Among the more bizarre statements from last week’s Conservative party conference was from the new DEFRA minister Owen Paterson, in a tirade against that conservative bug-bear, wind power. “If you start having subsidies you end up with a Soviet-style system,” he told his audience, “where politicians make decisions that might actually be better made by the market.”
Hmm, I wouldn’t repeat these comments to your farmers, Mr Paterson. Britain’s farmers receive around £3.5 billion in subsidies every year.
Renewable energy received £1.3 billion last year, of which £396 million went towards onshore wind power, but the government didn’t decide that. Renewable energy subsidies in Britain are a market-based system. The energy companies claim the subsidy payments as they build capacity, and they are free to pick whichever renewable technology they think is most appropriate. (For an example of politicians picking winners, see the £500 million tax break extended to ‘brown field‘ gas earlier this year.)
Unlike agricultural subsidies, which are a giveaway from the EU, renewable energy subsidies aren’t out of the government purse. The subsidies are paid by the energy companies, who have renewable energy targets. If they don’t meet those targets, they have to make up the difference by purchasing Renewables Obligation Certificates from companies with a surplus. They may then pass those costs on to their consumers – see below for how much this affects the average bill. The graph below shows the average, but the less renewable energy your supplier generates, the more they have to pay in to the system.
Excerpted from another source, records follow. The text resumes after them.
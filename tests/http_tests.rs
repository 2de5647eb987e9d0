mod common;

use axum::http::StatusCode;
use axum_test::TestServer;
use common::{RecordingNotifier, RecordingPayments, ScriptedTickets, harness_with_tickets};
use loan_desk::interfaces::http::router;
use serde_json::{Value, json};
use std::sync::Arc;

fn server(tickets: &[&str]) -> (TestServer, RecordingPayments, RecordingNotifier) {
    let h = harness_with_tickets(ScriptedTickets::new(tickets));
    let server = TestServer::new(router(Arc::new(h.workflow))).expect("test server should build");
    (server, h.payments, h.notifier)
}

fn upload_body(phone: &str, email: &str) -> Value {
    json!({
        "phoneNumber": phone,
        "mobilenumber": phone,
        "email": email,
        "password": "hunter2",
        "documentType": "home loan",
        "pancardBase64": "cGFu",
        "status": null
    })
}

#[tokio::test]
async fn test_upload_creates_then_updates() {
    let (server, _, _) = server(&["T1000000"]);

    let created = server.post("/upload").json(&upload_body("9999999999", "a@example.com")).await;
    assert_eq!(created.status_code(), StatusCode::CREATED);
    let body: Value = created.json();
    assert_eq!(body["message"], "Document uploaded successfully");
    assert_eq!(body["ticketNumber"], "T1000000");

    let updated = server.post("/upload").json(&upload_body("9999999999", "b@example.com")).await;
    assert_eq!(updated.status_code(), StatusCode::OK);
    let body: Value = updated.json();
    assert_eq!(body["message"], "Document details updated successfully");
    assert_eq!(body["ticketNumber"], "T1000000");
}

#[tokio::test]
async fn test_upload_without_phone_is_bad_request() {
    let (server, _, _) = server(&[]);
    let response = server
        .post("/upload")
        .json(&json!({ "email": "a@example.com" }))
        .await;
    assert_eq!(response.status_code(), StatusCode::BAD_REQUEST);
    let body: Value = response.json();
    assert!(body["message"].as_str().unwrap().contains("phoneNumber"));
}

#[tokio::test]
async fn test_ticket_lookup_by_phone() {
    let (server, _, _) = server(&["T1000000"]);
    server.post("/upload").json(&upload_body("9999999999", "a@example.com")).await;

    let found: Value = server.get("/getTicketNumberByPhoneNumber/9999999999").await.json();
    assert_eq!(found, json!({ "ticketNumber": "T1000000" }));

    let missing: Value = server.get("/getTicketNumberByPhoneNumber/0000000000").await.json();
    assert_eq!(missing, json!({ "ticketNumber": null }));
}

#[tokio::test]
async fn test_status_routes_share_contract() {
    let (server, _, _) = server(&["T1000000"]);
    server.post("/upload").json(&upload_body("9999999999", "a@example.com")).await;

    for path in ["/getTicketStatus/T1000000", "/tickets/T1000000", "/tickets/UNKNOWN0"] {
        let response = server.get(path).await;
        assert_eq!(response.status_code(), StatusCode::OK);
        assert_eq!(response.json::<Value>(), json!({ "status": null }));
    }

    server
        .put("/updateTicketStatus/T1000000")
        .json(&json!({ "adminStatus": "under review" }))
        .await;
    for path in ["/getTicketStatus/T1000000", "/tickets/T1000000"] {
        let body: Value = server.get(path).await.json();
        assert_eq!(body, json!({ "status": "under review" }));
    }
}

#[tokio::test]
async fn test_update_status_returns_document_without_password() {
    let (server, _, _) = server(&["T1000000"]);
    server.post("/upload").json(&upload_body("9999999999", "a@example.com")).await;

    let response = server
        .put("/updateTicketStatus/T1000000")
        .json(&json!({ "adminStatus": "info requested" }))
        .await;
    assert_eq!(response.status_code(), StatusCode::OK);
    let body: Value = response.json();
    assert_eq!(body["status"], "info requested");
    assert_eq!(body["ticketNumber"], "T1000000");
    assert_eq!(body["pancardBase64"], "cGFu");
    assert!(body.get("password").is_none());

    let missing = server
        .put("/updateTicketStatus/UNKNOWN0")
        .json(&json!({ "adminStatus": "rejected" }))
        .await;
    assert_eq!(missing.status_code(), StatusCode::OK);
    assert_eq!(missing.json::<Value>(), Value::Null);
}

#[tokio::test]
async fn test_update_status_blank_is_bad_request() {
    let (server, _, _) = server(&["T1000000"]);
    server.post("/upload").json(&upload_body("9999999999", "a@example.com")).await;

    let response = server
        .put("/updateTicketStatus/T1000000")
        .json(&json!({ "adminStatus": "" }))
        .await;
    assert_eq!(response.status_code(), StatusCode::BAD_REQUEST);
}

#[tokio::test]
async fn test_proceed_to_payment_end_to_end() {
    let (server, payments, notifier) = server(&["T1000000"]);
    server.post("/upload").json(&upload_body("9999999999", "applicant@example.com")).await;
    server
        .put("/updateTicketStatus/T1000000")
        .json(&json!({ "adminStatus": "proceed to payment" }))
        .await;

    let response = server.put("/proceedToPayment/T1000000").await;
    assert_eq!(response.status_code(), StatusCode::OK);
    let body: Value = response.json();
    assert_eq!(body["message"], "Payment link sent successfully");
    assert_eq!(body["order"]["id"], "order_1");
    assert_eq!(body["order"]["amount"], 10000);
    assert_eq!(body["order"]["currency"], "INR");

    assert_eq!(payments.calls().len(), 1);
    let messages = notifier.messages();
    assert_eq!(messages.len(), 1);
    assert_eq!(messages[0].to, "applicant@example.com");
}

#[tokio::test]
async fn test_proceed_to_payment_amount_query() {
    let (server, payments, _) = server(&["T1000000"]);
    server.post("/upload").json(&upload_body("9999999999", "applicant@example.com")).await;
    server
        .put("/updateTicketStatus/T1000000")
        .json(&json!({ "adminStatus": "proceed to payment" }))
        .await;

    let response = server
        .put("/proceedToPayment/T1000000")
        .add_query_param("amount", "499.99")
        .add_query_param("currency", "inr")
        .await;
    assert_eq!(response.status_code(), StatusCode::OK);

    let calls = payments.calls();
    assert_eq!(calls[0].amount, 49999);
    assert_eq!(calls[0].currency, "INR");
}

#[tokio::test]
async fn test_proceed_to_payment_negative_amount_rejected() {
    let (server, payments, _) = server(&["T1000000"]);
    server.post("/upload").json(&upload_body("9999999999", "applicant@example.com")).await;

    let response = server
        .put("/proceedToPayment/T1000000")
        .add_query_param("amount", "-5")
        .await;
    assert_eq!(response.status_code(), StatusCode::BAD_REQUEST);
    assert!(payments.calls().is_empty());
}

#[tokio::test]
async fn test_proceed_to_payment_failures() {
    let (server, payments, notifier) = server(&["T1000000"]);

    let missing = server.put("/proceedToPayment/UNKNOWN0").await;
    assert_eq!(missing.status_code(), StatusCode::NOT_FOUND);
    assert!(missing.json::<Value>()["message"].is_string());

    server.post("/upload").json(&upload_body("9999999999", "applicant@example.com")).await;
    let wrong_state = server.put("/proceedToPayment/T1000000").await;
    assert_eq!(wrong_state.status_code(), StatusCode::BAD_REQUEST);
    assert_eq!(
        wrong_state.json::<Value>()["message"],
        "Document status is not 'proceed to payment'"
    );

    assert!(payments.calls().is_empty());
    assert!(notifier.messages().is_empty());
}

#[tokio::test]
async fn test_gateway_failure_is_generic_internal_error() {
    let (server, payments, _) = server(&["T1000000"]);
    server.post("/upload").json(&upload_body("9999999999", "applicant@example.com")).await;
    server
        .put("/updateTicketStatus/T1000000")
        .json(&json!({ "adminStatus": "proceed to payment" }))
        .await;

    payments.fail_next_calls(true);
    let response = server.put("/proceedToPayment/T1000000").await;
    assert_eq!(response.status_code(), StatusCode::INTERNAL_SERVER_ERROR);
    assert_eq!(response.json::<Value>(), json!({ "message": "Internal Server Error" }));
}

#[tokio::test]
async fn test_save_ticket_number() {
    let (server, _, _) = server(&[]);

    let response = server
        .post("/saveTicketNumber")
        .json(&json!({ "phoneNumber": "8888888888", "ticketNumber": "SAVED001" }))
        .await;
    assert_eq!(response.status_code(), StatusCode::CREATED);
    assert_eq!(response.json::<Value>()["ticketNumber"], "SAVED001");

    let conflict = server
        .post("/saveTicketNumber")
        .json(&json!({ "phoneNumber": "7777777777", "ticketNumber": "SAVED001" }))
        .await;
    assert_eq!(conflict.status_code(), StatusCode::CONFLICT);
}

#[tokio::test]
async fn test_listing_routes() {
    let (server, _, _) = server(&["BBBBBBBB", "AAAAAAAA"]);
    server.post("/upload").json(&upload_body("1111111111", "a@example.com")).await;
    server.post("/upload").json(&upload_body("2222222222", "b@example.com")).await;

    let tickets: Value = server.get("/tickets").await.json();
    assert_eq!(tickets, json!(["AAAAAAAA", "BBBBBBBB"]));

    let documents: Value = server.get("/getdocuments").await.json();
    assert_eq!(documents.as_array().unwrap().len(), 2);

    let by_ticket: Value = server.get("/documents/AAAAAAAA").await.json();
    let found = by_ticket["documents"].as_array().unwrap();
    assert_eq!(found.len(), 1);
    assert_eq!(found[0]["phoneNumber"], "2222222222");

    let none: Value = server.get("/documents/UNKNOWN0").await.json();
    assert_eq!(none, json!({ "documents": [] }));
}

#[tokio::test]
async fn test_upload_cannot_set_status() {
    let (server, payments, _) = server(&["T1000000"]);
    let mut body = upload_body("9999999999", "applicant@example.com");
    body["status"] = json!("proceed to payment");
    server.post("/upload").json(&body).await;

    let status: Value = server.get("/getTicketStatus/T1000000").await.json();
    assert_eq!(status, json!({ "status": null }));

    let response = server.put("/proceedToPayment/T1000000").await;
    assert_eq!(response.status_code(), StatusCode::BAD_REQUEST);
    assert!(payments.calls().is_empty());
}

#[tokio::test]
async fn test_malformed_requests_use_message_body() {
    let (server, _, _) = server(&["T1000000"]);
    server.post("/upload").json(&upload_body("9999999999", "a@example.com")).await;

    let missing_field = server
        .put("/updateTicketStatus/T1000000")
        .json(&json!({ "status": "rejected" }))
        .await;
    assert_eq!(missing_field.status_code(), StatusCode::BAD_REQUEST);
    assert!(missing_field.json::<Value>()["message"].is_string());

    let bad_amount = server
        .put("/proceedToPayment/T1000000")
        .add_query_param("amount", "abc")
        .await;
    assert_eq!(bad_amount.status_code(), StatusCode::BAD_REQUEST);
    assert!(bad_amount.json::<Value>()["message"].is_string());

    let bad_json = server
        .post("/upload")
        .text("{ not json")
        .content_type("application/json")
        .await;
    assert_eq!(bad_json.status_code(), StatusCode::BAD_REQUEST);
    assert!(bad_json.json::<Value>()["message"].is_string());
}

#[tokio::test]
async fn test_blank_phone_lookup_is_null() {
    let (server, _, _) = server(&["T1000000"]);
    server.post("/upload").json(&upload_body("9999999999", "a@example.com")).await;

    let response = server.get("/getTicketNumberByPhoneNumber/%20").await;
    assert_eq!(response.status_code(), StatusCode::OK);
    assert_eq!(response.json::<Value>(), json!({ "ticketNumber": null }));
}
Which means, somewhat ironically, that if you resent contributing to wind subsidies through your bills, you should switch to a green energy supplier. The best ones meet their quota with plenty to spare and are net recipients of subsidies.
There are good subsidies and bad subsidies. Bad ones create perverse incentives that reward the wrong thing (see fossil fuel subsidies), or the wrong people (the Queen receives agricultural subsidies). Good ones work within the market to channel investment towards best practice. If we want an intelligent debate about energy security and decarbonisation, we’re going to have to do better than Owen Paterson’s scaremongering nonsense about ‘Soviet-style’ systems.